Twitch Yanks Advertising Revenue From Popular 'Hot Tub Streamer' With No Warning Or Dialogue
from the fast-twitch dept
We've covered a variety of issues Twitch is facing as a platform over the past several months, but there has also been a theme to all of these issues. Whether it's been Twitch's decision to simply nuke a bunch of creator content due to DMCA claims it received for them, its tone-deaf attempt to redirect the focus onto a dumb emoji, changes to its affiliate program, or how it chooses to roll out, or not, tools for creators to respond to the DMCApocalypse it kicked off, those stories all have one thing in common: they demonstrate that Twitch does a brutally terrible job of communicating to its most valuable asset, its own creative community.
When changes happen at Twitch, they often come as a shock to Twitch streamers. If you think that streaming on a platform that is constantly pulling the rug out from under you sounds like a terrible idea, well, I agree with you. And it just keeps happening. The latest is one streamer, who at least partially made a name for herself doing so-called "hot tub meta" streams, suddenly having her ability to make advertising revenue stripped from her without warning or dialogue.
Kaitlyn “Amouranth” Siragusa is one of the most popular female streamers on Twitch. As of now, she can no longer make money off ads on her channel. Siragusa, already one of the more recognizable names on Twitch, has benefited tremendously from the so-called “hot tub meta,” in which swimsuit-clad streamers talk to their chats, play games, and perform other activities from hot tubs. This has proven controversial despite Twitch noting to Kotaku and others that it’s not against the platform’s rules. Now Twitch has taken a different, arguably more damaging sort of action against the biggest streamer to participate in the meta.
“Yesterday I was informed that Twitch has indefinitely suspended advertising on my channel,” Siragusa wrote on Twitter today. “Twitch didn’t reach out in any way whatsoever. I had to initiate the conversation after noticing, without any prior warning, all the ads revenue had disappeared from my channel analytics.”
Let's get this out of the way: you may not like the idea of streams that are essentially women in bathing suits in inflatable pools chatting with viewers and doing random things... and that doesn't matter for this story in the slightest. Instead, what matters is that once again we have Twitch making important changes that effect streamers on its platform with both no warning at all and with no clear standard for the rules streamers are supposed to follow. In fact, as Kotaku notes, Twitch has previously indicated that these "hot tub meta" streams don't violate its rules. So, then, why strip the advertising revenue?
Frankly, nobody seems to know.
“Many people complain about [Twitch’s terms of service] being ‘unclear,’ but at least there’s something to go by,” she wrote. “There is no known policy for what results in a streamer being put on this blacklist. With characteristic opacity, the only thing Twitch made clear is that it is unclear whether or when my account can be reinstated.”

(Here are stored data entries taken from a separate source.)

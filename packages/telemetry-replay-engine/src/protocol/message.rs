// packages/telemetry-replay-engine/src/protocol/message.rs
//! Telemetry message value type
//!
//! A [`Message`] is the atomic unit of the wire protocol. It is immutable once
//! built: fields are private and only exposed through accessors. The payload is
//! carried as an opaque `serde_json::Value` (key order preserved) because its
//! semantics belong to downstream consumers.

use serde::{Deserialize, Serialize};
use serde_json::Value;
use std::fmt;

/// Protocol version written by this engine when none is given
pub const PROTOCOL_VERSION: u32 = 1;

/// Message kinds understood by the engine
#[derive(Debug, Clone, Copy, PartialEq, Eq, Hash, Serialize, Deserialize)]
#[serde(rename_all = "UPPERCASE")]
pub enum MessageType {
    /// Periodic state snapshot
    Data,

    /// Discrete occurrence (requires `event_type`)
    Event,
}

impl fmt::Display for MessageType {
    fn fmt(&self, f: &mut fmt::Formatter<'_>) -> fmt::Result {
        match self {
            MessageType::Data => write!(f, "DATA"),
            MessageType::Event => write!(f, "EVENT"),
        }
    }
}

/// One telemetry record
#[derive(Debug, Clone, PartialEq, Serialize, Deserialize)]
pub struct Message {
    #[serde(default = "default_version")]
    version: u32,

    #[serde(rename = "type")]
    msg_type: MessageType,

    frame: u64,

    #[serde(default, skip_serializing_if = "Option::is_none")]
    room_index: Option<i64>,

    #[serde(default, skip_serializing_if = "Option::is_none")]
    event_type: Option<String>,

    #[serde(default, skip_serializing_if = "Vec::is_empty")]
    channels: Vec<String>,

    #[serde(default, skip_serializing_if = "Option::is_none")]
    payload: Option<Value>,
}

fn default_version() -> u32 {
    PROTOCOL_VERSION
}

impl Message {
    /// Periodic state message for `frame`
    pub fn data(frame: u64) -> Self {
        Self {
            version: PROTOCOL_VERSION,
            msg_type: MessageType::Data,
            frame,
            room_index: None,
            event_type: None,
            channels: Vec::new(),
            payload: None,
        }
    }

    /// Discrete event message for `frame`
    pub fn event(frame: u64, event_type: impl Into<String>) -> Self {
        Self {
            msg_type: MessageType::Event,
            event_type: Some(event_type.into()),
            ..Self::data(frame)
        }
    }

    pub fn with_version(mut self, version: u32) -> Self {
        self.version = version;
        self
    }

    pub fn with_room_index(mut self, room_index: i64) -> Self {
        self.room_index = Some(room_index);
        self
    }

    pub fn with_channels<I, S>(mut self, channels: I) -> Self
    where
        I: IntoIterator<Item = S>,
        S: Into<String>,
    {
        self.channels = channels.into_iter().map(Into::into).collect();
        self
    }

    /// Attach a payload; `null` is treated as absent
    pub fn with_payload(mut self, payload: Value) -> Self {
        self.payload = (!payload.is_null()).then_some(payload);
        self
    }

    pub fn version(&self) -> u32 {
        self.version
    }

    pub fn msg_type(&self) -> MessageType {
        self.msg_type
    }

    pub fn frame(&self) -> u64 {
        self.frame
    }

    pub fn room_index(&self) -> Option<i64> {
        self.room_index
    }

    pub fn event_type(&self) -> Option<&str> {
        self.event_type.as_deref()
    }

    pub fn channels(&self) -> &[String] {
        &self.channels
    }

    pub fn payload(&self) -> Option<&Value> {
        self.payload.as_ref()
    }

    /// Check the cross-field invariants serde cannot express
    pub(crate) fn check(&self) -> std::result::Result<(), String> {
        match (self.msg_type, &self.event_type) {
            (MessageType::Event, None) => Err("EVENT message without event_type".into()),
            (MessageType::Event, Some(name)) if name.is_empty() => {
                Err("EVENT message with empty event_type".into())
            }
            _ => Ok(()),
        }
    }
}

#[cfg(test)]
mod tests {
    use super::*;
    use serde_json::json;

    #[test]
    fn test_event_constructor_sets_type() {
        let msg = Message::event(42, "player_damaged").with_room_index(3);
        assert_eq!(msg.msg_type(), MessageType::Event);
        assert_eq!(msg.event_type(), Some("player_damaged"));
        assert_eq!(msg.room_index(), Some(3));
        assert!(msg.check().is_ok());
    }

    #[test]
    fn test_data_has_no_event_type() {
        let msg = Message::data(7)
            .with_channels(["player_position", "enemies"])
            .with_payload(json!({"player_position": {"x": 1.5, "y": -2.0}}));
        assert_eq!(msg.event_type(), None);
        assert_eq!(msg.channels(), &["player_position", "enemies"]);
        assert_eq!(msg.version(), PROTOCOL_VERSION);
    }

    #[test]
    fn test_message_type_display() {
        assert_eq!(MessageType::Data.to_string(), "DATA");
        assert_eq!(MessageType::Event.to_string(), "EVENT");
    }
}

“The issue isn’t Twitch removing ads. It’s them doing so without any clarification of what their guidelines are,” she said. “We saw this coming. Everyone expected it. No one expected it without communication, though. Just, like, a stealth removal.”
She also attempted to manually run an ad from her Twitch dashboard as an experiment, but when she clicked the button, nothing happened.
She's exactly right, frankly. Say what you want about the sort of streaming she does on Twitch, but ripping away very real money and sources of income without warning is not a creator-friendly action for a platform to take. And, as I noted, this fits with the ongoing theme of Twitch not giving a hot damn about its creative community. Were it otherwise, the platform might actually attempt to communicate to and with creators, working with them to avoid this kind of policy-by-surprise system it appears to have set up for itself.
Twitch has built up quite a community for itself over the years, but lately its actions have called into questions whether it even deserves that community.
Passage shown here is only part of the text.